ACTIVITY: Across the records that follow, how many lines contain the string "RecoveryConfig"? Answer with the number only.

RECORDS SUPPLIED:
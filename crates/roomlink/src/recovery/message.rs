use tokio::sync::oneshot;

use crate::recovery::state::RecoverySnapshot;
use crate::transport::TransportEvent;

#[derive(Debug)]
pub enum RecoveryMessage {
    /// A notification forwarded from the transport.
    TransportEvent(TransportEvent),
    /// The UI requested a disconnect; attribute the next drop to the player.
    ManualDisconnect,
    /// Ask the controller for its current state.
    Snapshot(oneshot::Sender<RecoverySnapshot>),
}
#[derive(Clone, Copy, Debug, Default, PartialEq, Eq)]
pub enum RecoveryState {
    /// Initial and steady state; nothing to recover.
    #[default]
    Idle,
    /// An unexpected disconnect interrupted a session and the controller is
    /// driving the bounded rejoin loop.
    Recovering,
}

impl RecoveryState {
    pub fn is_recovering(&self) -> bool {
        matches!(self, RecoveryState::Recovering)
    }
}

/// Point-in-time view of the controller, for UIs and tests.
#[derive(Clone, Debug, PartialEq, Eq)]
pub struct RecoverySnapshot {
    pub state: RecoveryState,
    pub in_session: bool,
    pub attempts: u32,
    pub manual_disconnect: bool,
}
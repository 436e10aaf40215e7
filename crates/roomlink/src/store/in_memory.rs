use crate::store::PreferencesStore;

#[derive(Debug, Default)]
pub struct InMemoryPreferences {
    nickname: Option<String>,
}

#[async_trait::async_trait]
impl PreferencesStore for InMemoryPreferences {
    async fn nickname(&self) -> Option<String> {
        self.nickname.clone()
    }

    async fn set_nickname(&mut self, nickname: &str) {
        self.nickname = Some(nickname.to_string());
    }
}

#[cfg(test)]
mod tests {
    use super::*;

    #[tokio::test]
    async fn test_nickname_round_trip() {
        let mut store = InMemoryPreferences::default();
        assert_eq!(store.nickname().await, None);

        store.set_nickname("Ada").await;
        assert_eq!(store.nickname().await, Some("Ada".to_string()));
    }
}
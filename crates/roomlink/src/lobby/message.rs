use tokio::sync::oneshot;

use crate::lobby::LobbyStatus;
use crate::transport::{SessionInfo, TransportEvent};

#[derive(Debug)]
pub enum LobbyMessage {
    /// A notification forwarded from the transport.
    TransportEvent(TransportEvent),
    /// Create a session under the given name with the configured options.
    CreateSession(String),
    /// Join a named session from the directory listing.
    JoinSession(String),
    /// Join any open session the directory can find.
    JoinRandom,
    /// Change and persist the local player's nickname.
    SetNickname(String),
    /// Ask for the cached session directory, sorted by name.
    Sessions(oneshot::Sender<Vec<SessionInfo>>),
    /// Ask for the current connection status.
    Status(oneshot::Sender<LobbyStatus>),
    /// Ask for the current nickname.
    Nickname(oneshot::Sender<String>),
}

--

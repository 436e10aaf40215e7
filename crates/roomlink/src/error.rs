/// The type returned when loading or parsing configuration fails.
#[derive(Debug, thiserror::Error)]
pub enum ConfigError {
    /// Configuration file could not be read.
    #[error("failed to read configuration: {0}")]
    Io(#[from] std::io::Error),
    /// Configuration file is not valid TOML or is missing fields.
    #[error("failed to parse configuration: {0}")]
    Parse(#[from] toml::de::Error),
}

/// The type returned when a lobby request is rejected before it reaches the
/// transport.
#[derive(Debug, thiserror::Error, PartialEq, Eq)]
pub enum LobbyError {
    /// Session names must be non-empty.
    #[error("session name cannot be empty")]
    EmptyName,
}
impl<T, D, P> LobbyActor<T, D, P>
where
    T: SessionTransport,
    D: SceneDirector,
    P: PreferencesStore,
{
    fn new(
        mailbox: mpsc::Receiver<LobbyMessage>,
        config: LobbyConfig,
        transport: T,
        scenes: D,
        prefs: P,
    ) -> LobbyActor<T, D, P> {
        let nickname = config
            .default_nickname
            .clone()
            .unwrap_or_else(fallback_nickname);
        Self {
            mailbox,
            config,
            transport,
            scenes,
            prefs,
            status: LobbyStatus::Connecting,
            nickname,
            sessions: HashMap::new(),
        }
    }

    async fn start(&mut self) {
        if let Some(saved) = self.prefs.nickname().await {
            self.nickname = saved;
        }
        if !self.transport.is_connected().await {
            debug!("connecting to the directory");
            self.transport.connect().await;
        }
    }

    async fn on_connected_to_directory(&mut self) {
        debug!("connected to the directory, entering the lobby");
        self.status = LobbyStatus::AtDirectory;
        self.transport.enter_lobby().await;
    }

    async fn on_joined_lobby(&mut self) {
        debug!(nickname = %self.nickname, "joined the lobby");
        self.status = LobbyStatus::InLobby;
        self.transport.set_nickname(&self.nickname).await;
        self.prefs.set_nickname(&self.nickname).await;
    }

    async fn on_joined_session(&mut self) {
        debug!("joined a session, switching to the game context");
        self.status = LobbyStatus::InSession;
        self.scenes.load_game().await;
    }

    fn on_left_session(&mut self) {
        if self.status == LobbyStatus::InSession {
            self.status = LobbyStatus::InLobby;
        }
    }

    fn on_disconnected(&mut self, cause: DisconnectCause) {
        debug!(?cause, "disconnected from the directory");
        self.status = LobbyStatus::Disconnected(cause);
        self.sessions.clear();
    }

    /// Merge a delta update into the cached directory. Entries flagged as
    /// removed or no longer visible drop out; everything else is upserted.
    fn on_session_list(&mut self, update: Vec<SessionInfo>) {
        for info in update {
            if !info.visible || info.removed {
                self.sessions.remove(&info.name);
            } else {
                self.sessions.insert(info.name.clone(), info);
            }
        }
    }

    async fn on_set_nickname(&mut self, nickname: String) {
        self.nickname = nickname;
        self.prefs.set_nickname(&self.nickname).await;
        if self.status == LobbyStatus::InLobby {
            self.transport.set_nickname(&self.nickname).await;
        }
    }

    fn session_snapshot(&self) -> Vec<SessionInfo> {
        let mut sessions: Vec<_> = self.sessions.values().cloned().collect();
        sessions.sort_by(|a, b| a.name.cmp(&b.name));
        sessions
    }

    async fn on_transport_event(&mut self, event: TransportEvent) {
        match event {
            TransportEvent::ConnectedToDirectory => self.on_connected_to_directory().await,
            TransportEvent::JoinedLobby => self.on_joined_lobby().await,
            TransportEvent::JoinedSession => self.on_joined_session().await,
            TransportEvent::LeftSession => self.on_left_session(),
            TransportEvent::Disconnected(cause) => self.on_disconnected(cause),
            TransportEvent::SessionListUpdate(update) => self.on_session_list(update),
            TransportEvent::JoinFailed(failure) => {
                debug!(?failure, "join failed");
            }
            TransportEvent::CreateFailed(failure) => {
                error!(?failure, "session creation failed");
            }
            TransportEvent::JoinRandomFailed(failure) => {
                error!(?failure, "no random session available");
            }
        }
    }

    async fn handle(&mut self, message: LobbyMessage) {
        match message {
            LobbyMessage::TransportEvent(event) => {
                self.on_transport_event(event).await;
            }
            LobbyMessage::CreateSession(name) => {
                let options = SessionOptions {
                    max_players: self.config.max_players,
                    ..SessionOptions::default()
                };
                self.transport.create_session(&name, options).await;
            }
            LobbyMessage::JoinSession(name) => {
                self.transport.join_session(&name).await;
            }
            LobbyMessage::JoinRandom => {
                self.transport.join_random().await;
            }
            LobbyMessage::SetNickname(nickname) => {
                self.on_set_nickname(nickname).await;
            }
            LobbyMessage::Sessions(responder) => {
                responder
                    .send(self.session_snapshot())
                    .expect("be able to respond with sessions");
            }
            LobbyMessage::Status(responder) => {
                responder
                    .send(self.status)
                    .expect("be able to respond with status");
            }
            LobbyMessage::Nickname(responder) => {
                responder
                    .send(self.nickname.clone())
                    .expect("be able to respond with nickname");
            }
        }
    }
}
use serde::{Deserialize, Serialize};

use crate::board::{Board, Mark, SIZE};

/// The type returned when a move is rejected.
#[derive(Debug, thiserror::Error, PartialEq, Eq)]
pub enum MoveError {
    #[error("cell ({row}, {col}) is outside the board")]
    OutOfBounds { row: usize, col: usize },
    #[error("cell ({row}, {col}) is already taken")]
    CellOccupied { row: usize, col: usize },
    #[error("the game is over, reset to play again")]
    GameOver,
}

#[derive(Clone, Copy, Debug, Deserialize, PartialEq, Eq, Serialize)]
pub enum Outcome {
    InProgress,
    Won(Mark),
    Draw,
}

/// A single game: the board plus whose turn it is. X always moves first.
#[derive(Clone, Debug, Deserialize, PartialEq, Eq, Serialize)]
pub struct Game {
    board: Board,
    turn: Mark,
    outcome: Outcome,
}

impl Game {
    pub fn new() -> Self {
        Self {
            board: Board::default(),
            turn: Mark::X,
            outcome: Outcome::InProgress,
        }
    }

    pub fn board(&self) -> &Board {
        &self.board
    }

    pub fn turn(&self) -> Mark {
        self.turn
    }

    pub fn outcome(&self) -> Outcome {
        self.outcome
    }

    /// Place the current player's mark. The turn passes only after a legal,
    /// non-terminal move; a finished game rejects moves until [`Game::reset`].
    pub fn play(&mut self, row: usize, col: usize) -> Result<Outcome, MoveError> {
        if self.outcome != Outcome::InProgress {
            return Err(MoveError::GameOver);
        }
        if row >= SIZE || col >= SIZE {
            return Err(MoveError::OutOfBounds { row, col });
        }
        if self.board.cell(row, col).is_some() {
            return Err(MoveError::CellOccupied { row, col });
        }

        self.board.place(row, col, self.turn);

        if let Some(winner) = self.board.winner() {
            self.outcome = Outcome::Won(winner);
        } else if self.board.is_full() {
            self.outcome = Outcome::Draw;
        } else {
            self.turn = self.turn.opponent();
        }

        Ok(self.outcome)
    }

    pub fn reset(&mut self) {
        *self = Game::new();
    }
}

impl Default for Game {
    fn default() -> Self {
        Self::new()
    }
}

* * *

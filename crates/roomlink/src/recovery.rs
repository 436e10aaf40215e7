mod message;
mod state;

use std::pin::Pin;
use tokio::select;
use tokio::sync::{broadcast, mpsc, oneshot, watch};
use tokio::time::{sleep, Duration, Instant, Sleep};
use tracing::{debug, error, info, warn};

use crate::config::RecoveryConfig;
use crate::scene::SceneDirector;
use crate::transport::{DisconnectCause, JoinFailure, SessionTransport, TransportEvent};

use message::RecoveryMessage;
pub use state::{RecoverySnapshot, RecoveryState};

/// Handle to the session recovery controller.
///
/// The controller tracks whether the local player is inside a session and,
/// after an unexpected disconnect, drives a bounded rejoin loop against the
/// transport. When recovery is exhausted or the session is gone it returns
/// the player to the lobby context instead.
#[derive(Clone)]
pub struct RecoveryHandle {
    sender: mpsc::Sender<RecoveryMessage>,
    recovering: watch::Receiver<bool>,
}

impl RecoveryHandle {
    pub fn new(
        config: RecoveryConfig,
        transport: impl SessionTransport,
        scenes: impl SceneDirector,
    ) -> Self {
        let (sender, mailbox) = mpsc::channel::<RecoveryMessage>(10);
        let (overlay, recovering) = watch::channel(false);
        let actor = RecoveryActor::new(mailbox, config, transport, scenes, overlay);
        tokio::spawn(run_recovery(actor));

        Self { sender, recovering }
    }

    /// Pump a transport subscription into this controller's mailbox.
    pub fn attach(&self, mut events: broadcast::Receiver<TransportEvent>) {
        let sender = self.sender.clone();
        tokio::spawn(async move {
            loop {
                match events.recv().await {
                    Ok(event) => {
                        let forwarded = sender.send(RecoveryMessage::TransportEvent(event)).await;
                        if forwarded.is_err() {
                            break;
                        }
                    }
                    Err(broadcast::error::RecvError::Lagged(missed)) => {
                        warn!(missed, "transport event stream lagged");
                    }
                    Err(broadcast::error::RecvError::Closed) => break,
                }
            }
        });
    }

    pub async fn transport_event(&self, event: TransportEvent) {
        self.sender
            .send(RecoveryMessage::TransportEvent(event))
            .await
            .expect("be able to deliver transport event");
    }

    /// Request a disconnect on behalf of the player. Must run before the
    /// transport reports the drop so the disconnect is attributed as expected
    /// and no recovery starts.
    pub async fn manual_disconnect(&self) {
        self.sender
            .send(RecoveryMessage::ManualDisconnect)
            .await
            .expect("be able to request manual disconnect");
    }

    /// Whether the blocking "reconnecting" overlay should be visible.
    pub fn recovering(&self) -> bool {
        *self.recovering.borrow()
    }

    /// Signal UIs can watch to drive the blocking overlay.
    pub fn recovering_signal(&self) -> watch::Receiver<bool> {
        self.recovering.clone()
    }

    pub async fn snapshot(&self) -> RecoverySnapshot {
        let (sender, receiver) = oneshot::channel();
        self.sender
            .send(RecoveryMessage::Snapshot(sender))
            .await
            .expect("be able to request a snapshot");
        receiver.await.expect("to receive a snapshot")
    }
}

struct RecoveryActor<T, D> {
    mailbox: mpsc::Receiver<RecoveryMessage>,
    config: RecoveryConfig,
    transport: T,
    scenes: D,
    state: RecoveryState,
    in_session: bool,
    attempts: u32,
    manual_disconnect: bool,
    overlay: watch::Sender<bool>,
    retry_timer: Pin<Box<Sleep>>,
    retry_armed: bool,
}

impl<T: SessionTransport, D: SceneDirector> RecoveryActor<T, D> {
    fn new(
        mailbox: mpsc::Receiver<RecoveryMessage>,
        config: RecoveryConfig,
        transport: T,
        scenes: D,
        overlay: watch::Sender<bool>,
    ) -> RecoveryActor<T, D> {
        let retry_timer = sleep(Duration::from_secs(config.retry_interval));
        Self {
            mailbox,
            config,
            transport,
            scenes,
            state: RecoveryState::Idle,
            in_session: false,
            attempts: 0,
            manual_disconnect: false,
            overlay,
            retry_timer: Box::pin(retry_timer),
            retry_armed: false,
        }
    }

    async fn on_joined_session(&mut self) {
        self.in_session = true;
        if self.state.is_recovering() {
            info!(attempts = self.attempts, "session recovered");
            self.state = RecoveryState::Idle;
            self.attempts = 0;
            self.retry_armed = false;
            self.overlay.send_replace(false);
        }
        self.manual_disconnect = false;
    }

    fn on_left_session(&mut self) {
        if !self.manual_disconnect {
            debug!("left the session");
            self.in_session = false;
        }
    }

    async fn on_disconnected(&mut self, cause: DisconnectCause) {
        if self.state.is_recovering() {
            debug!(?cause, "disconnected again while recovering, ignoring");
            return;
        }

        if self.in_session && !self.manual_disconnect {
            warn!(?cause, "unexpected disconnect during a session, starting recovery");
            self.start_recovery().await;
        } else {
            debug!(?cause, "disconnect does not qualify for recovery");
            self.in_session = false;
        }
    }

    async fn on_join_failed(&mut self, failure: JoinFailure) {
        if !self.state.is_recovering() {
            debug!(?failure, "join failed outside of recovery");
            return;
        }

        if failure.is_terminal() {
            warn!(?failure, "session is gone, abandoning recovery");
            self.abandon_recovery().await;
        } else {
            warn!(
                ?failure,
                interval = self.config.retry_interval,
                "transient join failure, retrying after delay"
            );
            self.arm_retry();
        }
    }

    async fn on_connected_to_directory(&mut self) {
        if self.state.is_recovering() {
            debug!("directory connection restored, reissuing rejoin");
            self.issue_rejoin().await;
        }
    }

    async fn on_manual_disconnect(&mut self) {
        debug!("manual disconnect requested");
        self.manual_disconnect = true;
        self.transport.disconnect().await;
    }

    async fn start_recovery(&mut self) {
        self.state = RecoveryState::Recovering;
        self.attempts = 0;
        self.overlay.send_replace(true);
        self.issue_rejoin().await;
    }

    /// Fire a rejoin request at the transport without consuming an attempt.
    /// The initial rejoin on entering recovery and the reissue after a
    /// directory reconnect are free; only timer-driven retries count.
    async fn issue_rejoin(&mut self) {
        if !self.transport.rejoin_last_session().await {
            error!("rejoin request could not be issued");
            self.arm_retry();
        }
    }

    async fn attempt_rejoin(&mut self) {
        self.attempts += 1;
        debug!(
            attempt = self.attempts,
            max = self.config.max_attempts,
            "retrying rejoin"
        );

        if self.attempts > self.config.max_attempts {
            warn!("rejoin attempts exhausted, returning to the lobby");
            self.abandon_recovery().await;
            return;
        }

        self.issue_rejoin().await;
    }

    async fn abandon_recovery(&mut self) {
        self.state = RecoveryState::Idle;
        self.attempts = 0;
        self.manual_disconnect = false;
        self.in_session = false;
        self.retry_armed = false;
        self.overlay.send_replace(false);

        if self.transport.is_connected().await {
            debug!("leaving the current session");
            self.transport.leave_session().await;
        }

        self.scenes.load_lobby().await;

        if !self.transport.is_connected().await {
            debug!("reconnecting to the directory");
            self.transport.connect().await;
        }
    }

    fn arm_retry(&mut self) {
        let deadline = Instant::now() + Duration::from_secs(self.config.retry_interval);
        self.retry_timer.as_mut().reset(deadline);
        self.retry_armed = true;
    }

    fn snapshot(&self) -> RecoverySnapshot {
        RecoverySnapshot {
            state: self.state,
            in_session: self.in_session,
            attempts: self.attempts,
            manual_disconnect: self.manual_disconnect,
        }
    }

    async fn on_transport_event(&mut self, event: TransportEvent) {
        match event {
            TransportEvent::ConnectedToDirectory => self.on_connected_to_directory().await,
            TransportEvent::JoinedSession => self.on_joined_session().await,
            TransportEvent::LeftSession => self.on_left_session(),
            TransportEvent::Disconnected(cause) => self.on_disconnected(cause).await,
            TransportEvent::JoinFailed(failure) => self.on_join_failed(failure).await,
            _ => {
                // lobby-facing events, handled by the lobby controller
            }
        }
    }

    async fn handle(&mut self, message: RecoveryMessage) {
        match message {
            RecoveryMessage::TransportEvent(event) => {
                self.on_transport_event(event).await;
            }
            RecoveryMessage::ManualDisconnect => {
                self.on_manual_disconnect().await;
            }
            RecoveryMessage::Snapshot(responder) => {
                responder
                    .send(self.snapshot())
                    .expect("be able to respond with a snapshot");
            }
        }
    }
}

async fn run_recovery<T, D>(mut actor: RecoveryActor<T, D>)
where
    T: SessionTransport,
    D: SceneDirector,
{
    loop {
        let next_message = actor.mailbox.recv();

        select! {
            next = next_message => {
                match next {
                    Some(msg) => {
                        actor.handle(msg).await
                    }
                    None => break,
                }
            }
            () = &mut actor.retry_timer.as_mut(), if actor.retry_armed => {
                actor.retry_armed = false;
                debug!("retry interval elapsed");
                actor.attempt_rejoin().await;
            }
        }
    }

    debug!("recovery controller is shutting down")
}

SOLVED EXERCISE: 4